For four newborn monkeys the cloth mother lactated and the wire mother did not;
and, for the other four, this condition was reversed. In either condition the
infant received all its milk through the mother surrogate as soon as it was
able to maintain itself in this way, a capability achieved within two or three
days except in the case of very immature infants. Supplementary feedings were
given until the milk intake from the mother surrogate was adequate. Thus, the
experiment was designed as a test of the relative importance of the variables
of contact comfort and nursing comfort. During the first 14 days of life the
monkey's cage floor was covered with a heating pad wrapped in a folded gauze
diaper, and thereafter the cage floor was bare. The infants were always free to
leave the heating pad or cage floor to contact either mother, and the time
spent on the surrogate mothers was automatically recorded. Figure 5 shows the
total time spent cloth and wire mothers under the two conditions of feeding.
These data make it obvious that contact comfort is a variable of overwhelming
importance in the development of affectional response, whereas lactation is a
variable of negligible importance. With age and opportunity to learn, subjects
with the lactating wire mother showed decreasing responsiveness to her and
increasing responsiveness to the nonlactating cloth mother, a finding
completely contrary to any interpretation of derived drive in which the
mother-form becomes conditioned to hunger-thirst reduction. The persistence of
these differential responses throughout 165 consecutive days of testing is
evident in Figure 6.
One control group of
neonatal monkeys was raised on a single wire mother, and a second control group
was raised on a single cloth mother. There were no differences between these
two groups in amount of milk ingested or in weight gain. The only difference
between the two groups lay in the composition of the feces, the softer stools
of the wire-mother infants suggesting psychosomatic involvement. The wire
mother is biologically adequate but psychologically inept.

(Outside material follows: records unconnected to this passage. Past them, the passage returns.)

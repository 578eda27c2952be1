//! montecarlo - run, validate and debug Monte Carlo pipelines
//!
//! `run` wires producer, workers and aggregator in one process around the
//! in-memory broker. `produce`, `work` and `aggregate` each run a single
//! role against the broker named in the configuration, so the roles can
//! live in separate processes once that broker is shared between them.
//! `validate` and `eval` check model files and formulas without running
//! anything.

use anyhow::{bail, Context, Result};
use clap::{Args, Parser, Subcommand};
use montecarlo_core::broker::{connect_with_retry, connector_for, BrokerKind, Connector};
use montecarlo_core::formula::functions::constant;
use montecarlo_core::{
    shutdown_channel, AggregatorService, ConsoleDashboard, DistributionMode, Formula,
    LocalPipeline, ModelFile, PipelineConfig, RetryPolicy, ScenarioProducer, ScenarioSampler,
    Shutdown, TracingSink, Worker, WorkerId,
};
use std::collections::BTreeMap;
use std::path::{Path, PathBuf};
use std::sync::Arc;
use tracing::{info, warn};
use tracing_subscriber::{layer::SubscriberExt, util::SubscriberInitExt};

#[derive(Parser, Debug)]
#[command(name = "montecarlo")]
#[command(about = "Distributed Monte Carlo simulation over a message broker", version)]
struct Cli {
    #[command(subcommand)]
    command: Command,
}

/// Options shared by every command that touches the broker
#[derive(Args, Debug)]
struct ConfigArgs {
    /// Pipeline configuration file (.json, .jsonc, .json5 or .toml)
    #[arg(long, env = "MONTECARLO_CONFIG")]
    config: Option<PathBuf>,

    /// Broker implementation to connect to
    #[arg(long)]
    broker: Option<BrokerKind>,

    /// How workers obtain the model: slot or republish
    #[arg(long)]
    model_distribution: Option<DistributionMode>,
}

impl ConfigArgs {
    fn load(&self) -> Result<PipelineConfig> {
        let mut config = match &self.config {
            Some(path) => PipelineConfig::from_path(path)
                .with_context(|| format!("loading config {}", path.display()))?,
            None => PipelineConfig::default(),
        };
        if let Some(broker) = self.broker {
            config.broker = broker;
        }
        if let Some(mode) = self.model_distribution {
            config.model_distribution = mode;
        }
        config.validate()?;
        Ok(config)
    }
}

#[derive(Subcommand, Debug)]
enum Command {
    /// Generate, evaluate and aggregate a model in one process
    Run {
        /// Model file (.json, .jsonc, .json5 or .toml)
        #[arg(long)]
        model: PathBuf,

        #[command(flatten)]
        config: ConfigArgs,

        /// Number of evaluation workers
        #[arg(long, default_value_t = 4)]
        workers: usize,

        /// RNG seed for reproducible scenarios
        #[arg(long)]
        seed: Option<u64>,

        /// Redraw a console dashboard on every report tick
        #[arg(long)]
        dashboard: bool,

        /// Print the final report as JSON
        #[arg(long)]
        json: bool,
    },

    /// Publish the model and generate its scenarios, then exit
    Produce {
        #[arg(long)]
        model: PathBuf,

        #[command(flatten)]
        config: ConfigArgs,

        #[arg(long)]
        seed: Option<u64>,
    },

    /// Evaluate scenarios until interrupted
    Work {
        #[command(flatten)]
        config: ConfigArgs,

        /// Workers in this process
        #[arg(long, default_value_t = 1)]
        workers: usize,
    },

    /// Aggregate results and report until interrupted
    Aggregate {
        #[command(flatten)]
        config: ConfigArgs,

        #[arg(long)]
        dashboard: bool,

        /// Print the final report as JSON
        #[arg(long)]
        json: bool,
    },

    /// Check a model file: structure, distributions and formula
    Validate {
        #[arg(long)]
        model: PathBuf,
    },

    /// Evaluate a formula once
    Eval {
        formula: String,

        /// Variable binding, repeatable
        #[arg(long = "var", value_name = "NAME=VALUE", value_parser = parse_binding)]
        vars: Vec<(String, f64)>,
    },
}

fn parse_binding(text: &str) -> Result<(String, f64), String> {
    let (name, value) = text
        .split_once('=')
        .ok_or_else(|| format!("expected NAME=VALUE, got '{}'", text))?;
    let value: f64 = value
        .trim()
        .parse()
        .map_err(|e| format!("invalid value for {}: {}", name, e))?;
    Ok((name.trim().to_string(), value))
}

#[tokio::main]
async fn main() -> Result<()> {
    tracing_subscriber::registry()
        .with(
            tracing_subscriber::EnvFilter::try_from_default_env()
                .unwrap_or_else(|_| "montecarlo=info,montecarlo_core=info".into()),
        )
        .with(tracing_subscriber::fmt::layer())
        .init();

    match Cli::parse().command {
        Command::Run {
            model,
            config,
            workers,
            seed,
            dashboard,
            json,
        } => {
            let mut config = config.load()?;
            if seed.is_some() {
                config.seed = seed;
            }
            let model = load_model(&model)?;
            run(config, model, workers, dashboard, json).await
        }
        Command::Produce {
            model,
            config,
            seed,
        } => {
            let mut config = config.load()?;
            if seed.is_some() {
                config.seed = seed;
            }
            let model = load_model(&model)?;
            produce(config, model).await
        }
        Command::Work { config, workers } => work(config.load()?, workers).await,
        Command::Aggregate {
            config,
            dashboard,
            json,
        } => aggregate(config.load()?, dashboard, json).await,
        Command::Validate { model } => validate(model),
        Command::Eval { formula, vars } => {
            let bindings: BTreeMap<String, f64> = vars.into_iter().collect();
            let value = montecarlo_core::formula::evaluate(&formula, &bindings)?;
            println!("{}", value);
            Ok(())
        }
    }
}

fn load_model(path: &Path) -> Result<ModelFile> {
    ModelFile::from_path(path).with_context(|| format!("loading model {}", path.display()))
}

/// Shutdown signal fired by Ctrl-C.
fn interrupt_signal() -> Shutdown {
    let (trigger, shutdown) = shutdown_channel();
    tokio::spawn(async move {
        if tokio::signal::ctrl_c().await.is_ok() {
            warn!("Interrupt received, shutting down");
            trigger.trigger();
        }
    });
    shutdown
}

/// Connector for a single-role process.
fn role_connector(config: &PipelineConfig, role: &str) -> Arc<dyn Connector> {
    if config.broker == BrokerKind::Memory {
        warn!(
            role,
            "Using the in-process broker; roles in other processes will not see this one"
        );
    }
    connector_for(config)
}

async fn produce(config: PipelineConfig, model: ModelFile) -> Result<()> {
    let shutdown = interrupt_signal();
    let connector = role_connector(&config, "produce");
    let policy = RetryPolicy::fixed(config.reconnect_delay());
    let broker = connect_with_retry(connector.as_ref(), &policy, &shutdown)
        .await
        .context("connecting to broker")?;

    let mut producer = ScenarioProducer::new(broker, &config);
    let report = producer.run(&model, &shutdown).await?;
    println!("{}", serde_json::to_string_pretty(&report)?);
    Ok(())
}

async fn work(config: PipelineConfig, workers: usize) -> Result<()> {
    let shutdown = interrupt_signal();
    let connector = role_connector(&config, "work");

    let base_id = WorkerId::from_process();
    let tasks: Vec<_> = (1..=workers.max(1))
        .map(|n| {
            let id = if workers > 1 {
                base_id.with_suffix(n)
            } else {
                base_id.clone()
            };
            let mut worker = Worker::with_connector(id, Arc::clone(&connector), &config);
            let shutdown = shutdown.clone();
            tokio::spawn(async move {
                let stats = worker.run(&shutdown).await;
                (worker.id().clone(), stats)
            })
        })
        .collect();

    for task in tasks {
        let (id, stats) = task.await?;
        let stats = stats?;
        println!(
            "{}: processed {}, published {}, dropped {}",
            id, stats.processed, stats.published, stats.dropped
        );
    }
    Ok(())
}

async fn aggregate(config: PipelineConfig, dashboard: bool, json: bool) -> Result<()> {
    let shutdown = interrupt_signal();
    let connector = role_connector(&config, "aggregate");

    let mut service = AggregatorService::with_connector(connector, &config).with_sink(Arc::new(TracingSink));
    if dashboard {
        service = service.with_sink(Arc::new(ConsoleDashboard::new(config.top_workers)));
    }
    let report = service.run(&shutdown).await?;

    if json {
        println!("{}", serde_json::to_string_pretty(&report)?);
    } else {
        print!("{}", ConsoleDashboard::new(config.top_workers).render(&report));
    }
    Ok(())
}

async fn run(
    config: PipelineConfig,
    model: ModelFile,
    workers: usize,
    dashboard: bool,
    json: bool,
) -> Result<()> {
    let shutdown = interrupt_signal();

    let mut pipeline = LocalPipeline::new(config.clone(), workers).with_sink(Arc::new(TracingSink));
    if dashboard {
        pipeline = pipeline.with_sink(Arc::new(ConsoleDashboard::new(config.top_workers)));
    }

    info!(
        workers,
        scenarios = model.simulation_count,
        mode = ?config.model_distribution,
        "Starting pipeline"
    );
    let outcome = pipeline.run(&model, &shutdown).await?;

    if json {
        println!("{}", serde_json::to_string_pretty(&outcome.report)?);
    } else {
        print!(
            "{}",
            ConsoleDashboard::new(config.top_workers).render(&outcome.report)
        );
        println!();
        println!(
            "Generated {} scenarios in {:.2}s, {} dropped",
            outcome.generation.published,
            outcome.generation.elapsed.as_secs_f64(),
            outcome.dropped()
        );
    }
    Ok(())
}

fn validate(path: PathBuf) -> Result<()> {
    let model = ModelFile::from_path(&path)
        .with_context(|| format!("loading model {}", path.display()))?;
    let sampler = ScenarioSampler::new(&model.variables)?;
    let formula = Formula::parse(&model.model_function)
        .with_context(|| format!("parsing formula '{}'", model.model_function))?;

    let unbound: Vec<String> = formula
        .names()
        .into_iter()
        .filter(|name| !model.variables.contains_key(name) && constant(name).is_none())
        .collect();
    if !unbound.is_empty() {
        bail!(
            "formula references undeclared variables: {}",
            unbound.join(", ")
        );
    }

    for (name, distribution) in sampler.variables() {
        println!("  {:<16} {:?}", name, distribution);
    }
    println!(
        "OK: {} variables, {} scenarios",
        model.variables.len(),
        model.simulation_count
    );
    Ok(())
}
// Copyright (c) 2025, The Ruskit Authors
// MIT License
// All rights reserved.

//! # Message Publisher
//!
//! This module provides fire-and-forget publishing to broker exchanges.
//! One publish frame is sent per request, without mandatory or immediate
//! flags and without delivery confirmation; a failed send is surfaced to
//! the caller and never retried or buffered. OpenTelemetry trace context
//! is carried in the message headers.

use crate::{errors::AmqpError, message::PublishRequest, otel::AmqpTracePropagator};
use async_trait::async_trait;
use lapin::{
    options::BasicPublishOptions,
    types::{AMQPValue, FieldTable, ShortString},
    BasicProperties, Channel,
};
use opentelemetry::{global, Context};
use std::{collections::BTreeMap, sync::Arc, time::Duration};
use tokio::time::timeout;
use tracing::error;
use uuid::Uuid;

/// Default bound on a single publish call.
pub const DEFAULT_PUBLISH_TIMEOUT: Duration = Duration::from_secs(5);

/// Interface for publishing a single message to an exchange.
#[cfg_attr(any(test, feature = "mocks"), mockall::automock)]
#[async_trait]
pub trait Publisher: Send + Sync {
    async fn publish(&self, ctx: &Context, req: &PublishRequest) -> Result<(), AmqpError>;
}

/// AMQP implementation of the [`Publisher`] trait.
///
/// Sends on the single channel of an established session. The channel is
/// driven from one caller at a time; concurrent senders need their own
/// synchronization around it.
pub struct AmqpPublisher {
    channel: Arc<Channel>,
    publish_timeout: Duration,
}

impl AmqpPublisher {
    /// Creates a publisher over an open channel.
    pub fn new(channel: Arc<Channel>) -> AmqpPublisher {
        AmqpPublisher {
            channel,
            publish_timeout: DEFAULT_PUBLISH_TIMEOUT,
        }
    }

    /// Sets the bound after which an in-flight publish is abandoned.
    pub fn with_publish_timeout(mut self, publish_timeout: Duration) -> Self {
        self.publish_timeout = publish_timeout;
        self
    }
}

#[async_trait]
impl Publisher for AmqpPublisher {
    /// Publishes one message to the request's exchange and routing key.
    ///
    /// The send may block briefly on channel flow control but not past the
    /// publish timeout; when the bound expires the call is cancelled and a
    /// `Publish` error returned. Success means the frame was handed to the
    /// broker without confirmation, per the non-confirmed publish contract.
    ///
    /// # Parameters
    /// * `ctx` - OpenTelemetry context propagated in the message headers
    /// * `req` - Exchange, routing key, payload and content type
    ///
    /// # Returns
    /// Ok(()) on success or a `Publish` error on failure
    async fn publish(&self, ctx: &Context, req: &PublishRequest) -> Result<(), AmqpError> {
        let mut headers = BTreeMap::<ShortString, AMQPValue>::default();

        global::get_text_map_propagator(|propagator| {
            propagator.inject_context(ctx, &mut AmqpTracePropagator::new(&mut headers))
        });

        let publishing = self.channel.basic_publish(
            &req.exchange,
            &req.routing_key,
            BasicPublishOptions {
                immediate: false,
                mandatory: false,
            },
            &req.body,
            BasicProperties::default()
                .with_content_type(ShortString::from(req.content_type.as_str()))
                .with_message_id(ShortString::from(Uuid::new_v4().to_string()))
                .with_headers(FieldTable::from(headers)),
        );

        match timeout(self.publish_timeout, publishing).await {
            Ok(Ok(_)) => Ok(()),
            Ok(Err(err)) => {
                error!(error = err.to_string(), "error publishing message");
                Err(AmqpError::Publish(err.to_string()))
            }
            Err(_) => {
                error!(timeout = ?self.publish_timeout, "error publishing message");
                Err(AmqpError::Publish(format!(
                    "publish timed out after {:?}",
                    self.publish_timeout
                )))
            }
        }
    }
}

#[cfg(test)]
mod tests {
    use super::*;

    #[tokio::test]
    async fn mocked_publisher_reports_success_to_its_caller() {
        let mut publisher = MockPublisher::new();
        publisher.expect_publish().returning(|_, _| Ok(()));

        let req = PublishRequest::new("logs", "info", b"{}".to_vec());
        let result = publisher.publish(&Context::current(), &req).await;

        assert_eq!(result, Ok(()));
    }

    #[tokio::test]
    async fn mocked_publisher_surfaces_channel_failures_verbatim() {
        let mut publisher = MockPublisher::new();
        publisher
            .expect_publish()
            .returning(|_, _| Err(AmqpError::Publish("channel closed".to_owned())));

        let req = PublishRequest::new("logs", "info", b"{}".to_vec());
        let err = publisher
            .publish(&Context::current(), &req)
            .await
            .unwrap_err();

        assert_eq!(err, AmqpError::Publish("channel closed".to_owned()));
    }
}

We were not surprised to discover
that contact comfort was an important basic affectional or love variable, but
we did not expect it to overshadow so completely the variable of nursing;
indeed; indeed, the disparity is so great as to suggest that the primary
function of nursing as an affectional variable is that of insuring frequent and
intimate body contact of the infant with the mother. Certainly, man cannot live
by milk alone. Love is an emotion that does not need to be bottle- or
spoon-fed, and we may be sure that there is nothing to be gained by giving lip
service to love.
A charming lady once heard
me describe these experiments and, when I subsequently talked to her, her face
brightened with sudden insight: "Now I know what's wrong with me,"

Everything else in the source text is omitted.